Cost of bomb investigation to be tallied for Guantanamo trial

US to estimate how much it has spent investigating the deadly bombing of the destroyer USS Cole in the past 12 years.


Reuters April 13, 2012
Cost of bomb investigation to be tallied for Guantanamo trial

GUANTANAMO BAY NAVAL BASE (CUBA):  A US military judge ordered prosecutors in the Guantanamo war crimes tribunal on Thursday to estimate how much money the United States has spent investigating the deadly bombing of the destroyer USS Cole in the past 12 years.

Defense lawyers for the alleged mastermind of the bombing, Saudi prisoner Abd al Rahim al Nashiri, asked for information in the hope of showing that they have been vastly outspent by the government, and suggested this could be a deciding factor in whether the tribunal ultimately sentences Nashiri to die.

"I agree with the defense this is a potentially mitigating factor in a death case," said the judge, Army Colonel James Pohl. "At the end of the day this type of evidence could very well be relevant to sentencing."

Nashiri, 47, is an alleged al Qaeda chief accused of directing two suicide bombers to drive an explosives-filled boat into the side of the USS Cole while the warship was refueling off Yemen in 2000. The blast killed 17 US sailors and injured dozens more.

The charges against Nashiri include murder, attempted murder, terrorism and providing material support for terrorism.

His trial, which is set to begin in November but likely to be delayed, would be the first death penalty case to reach trial in the war crimes tribunals at the Guantanamo Bay

Five other captives at the US naval base are scheduled to be arraigned next month on death penalty charges of plotting the September 11, 2001 attacks on the United States.

Checkbook issues emerged during two days of pretrial hearings in the Nashiri case.

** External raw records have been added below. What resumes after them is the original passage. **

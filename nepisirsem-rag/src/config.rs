//! Chunking and retrieval settings.

use serde::{Deserialize, Serialize};

use crate::error::{RagError, Result};

/// Settings shared by indexing and retrieval.
///
/// The defaults fit a recipe book: a 1500 character window holds one recipe
/// with its ingredient list, and five neighbours are enough for the model to
/// suggest alternatives.
#[derive(Debug, Clone, Serialize, Deserialize, PartialEq)]
pub struct RagConfig {
    /// Upper bound on chunk length, in characters.
    pub chunk_size: usize,
    /// Characters repeated at the start of the next chunk.
    pub chunk_overlap: usize,
    /// Records returned per question.
    pub top_k: usize,
    /// Cosine score a record needs to reach the prompt.
    pub similarity_threshold: f32,
}

impl RagConfig {
    pub const DEFAULT_CHUNK_SIZE: usize = 1500;
    pub const DEFAULT_CHUNK_OVERLAP: usize = 150;
    pub const DEFAULT_TOP_K: usize = 5;

    pub fn builder() -> RagConfigBuilder {
        RagConfigBuilder::default()
    }

    fn validate(&self) -> Result<()> {
        let invalid = |message: String| Err(RagError::ConfigError(message));
        if self.chunk_size == 0 {
            return invalid("chunk_size must be at least one character".into());
        }
        if self.chunk_overlap >= self.chunk_size {
            return invalid(format!(
                "chunk_overlap ({}) must be smaller than chunk_size ({})",
                self.chunk_overlap, self.chunk_size
            ));
        }
        if self.top_k == 0 {
            return invalid("top_k must be at least 1".into());
        }
        if !(-1.0..=1.0).contains(&self.similarity_threshold) {
            return invalid(format!(
                "similarity_threshold ({}) must lie in [-1, 1]",
                self.similarity_threshold
            ));
        }
        Ok(())
    }
}

impl Default for RagConfig {
    fn default() -> Self {
        Self {
            chunk_size: Self::DEFAULT_CHUNK_SIZE,
            chunk_overlap: Self::DEFAULT_CHUNK_OVERLAP,
            top_k: Self::DEFAULT_TOP_K,
            similarity_threshold: 0.0,
        }
    }
}

/// Builder for [`RagConfig`]; `build` rejects inconsistent settings.
#[derive(Debug, Clone, Default)]
pub struct RagConfigBuilder {
    inner: RagConfig,
}

impl RagConfigBuilder {
    pub fn chunk_size(mut self, chars: usize) -> Self {
        self.inner.chunk_size = chars;
        self
    }

    pub fn chunk_overlap(mut self, chars: usize) -> Self {
        self.inner.chunk_overlap = chars;
        self
    }

    pub fn top_k(mut self, k: usize) -> Self {
        self.inner.top_k = k;
        self
    }

    pub fn similarity_threshold(mut self, score: f32) -> Self {
        self.inner.similarity_threshold = score;
        self
    }

    /// # Errors
    ///
    /// [`RagError::ConfigError`] when the window is empty, the overlap is not
    /// smaller than the window, `top_k` is zero, or the threshold is outside
    /// the cosine range (NaN included).
    pub fn build(self) -> Result<RagConfig> {
        self.inner.validate()?;
        Ok(self.inner)
    }
}

#[cfg(test)]
mod tests {
    use super::*;

    #[test]
    fn defaults_match_recipe_corpus_settings() {
        let config = RagConfig::default();
        assert_eq!(config.chunk_size, 1500);
        assert_eq!(config.chunk_overlap, 150);
        assert_eq!(config.top_k, 5);
        assert_eq!(RagConfig::builder().build().unwrap(), config);
    }

    #[test]
    fn rejects_overlap_not_smaller_than_chunk_size() {
        let err = RagConfig::builder().chunk_size(100).chunk_overlap(100).build().unwrap_err();
        assert!(matches!(err, RagError::ConfigError(_)));
        assert!(RagConfig::builder().chunk_size(0).chunk_overlap(0).build().is_err());
    }

    #[test]
    fn rejects_zero_top_k_and_bad_threshold() {
        assert!(RagConfig::builder().top_k(0).build().is_err());
        assert!(RagConfig::builder().similarity_threshold(f32::NAN).build().is_err());
        assert!(RagConfig::builder().similarity_threshold(1.5).build().is_err());
        assert!(RagConfig::builder().similarity_threshold(-1.0).build().is_ok());
    }
}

Pohl granted a defense request to hire a Yemeni investigator at $700 a day to help prepare the case, but denied their request for additional personnel to help translate some 150,000 pages of documents from English into Nashiri's native Arabic.

Accused reads no English

Nashiri speaks a little English, reads none and needs to know what is in the documents that could be used as evidence against him, defense attorney Rick Kammen argued. The defense has six translators at its disposal but they can get through only about 15 pages a day and it would take decades for them to finish the work, he said.

Prosecutors said no law required the translation of every document, and the judge said Nashiri's four English-speaking lawyers could sort through the papers and their interpreter could explain the relevant ones to the defendant.

The judge said the issue was the trial rules, not the cost, but Kammen was unpersuaded.

"The subtext of all of this seems to be the cost," he said after the hearing. "It seems to be the attitude of the military that we can kill him and do it cheaply. That is again, we think, transparently unfair."

The defense lawyers have said their own resources were so skimpy they have run out of office paper.

Pohl's order to estimate the cost of the Cole investigation will require asking numerous government agencies, including the CIA, FBI and Defense Department to tally up both the money and man-hours spent on an investigation that has lasted more than a decade and covered several nations.

Nashiri was arrested in Dubai in 2002 and held in secret CIA prisons, reportedly in Afghanistan, Poland and Thailand, before being sent to the US detention center in Cuba in 2006.

Kammen estimated that the US government had spent about 30 man-years in the first two years of the investigation alone.

The chief prosecutor in the tribunals, Brigadier General Mark Martins, said the cost of the Cole investigation would be difficult to determine as it was one part of a much larger effort, an apparent reference to the war against al Qaeda.

"To be sure, the standard is justice, which can never be reduced to a cost," Martins said.

He said there was no set budget for the trial, and expenses were drawn piecemeal from Congressional allocations based partly on "swags," military slang for "sophisticated wild-assed guess."

Ron Francis, a US Navy retiree whose 19-year-old daughter Lakeina Francis was among the sailors killed aboard the Cole, said money should be no obstacle.

"The world's looking at us, how we seek justice," said Francis, who traveled to Guantanamo to watch the proceedings.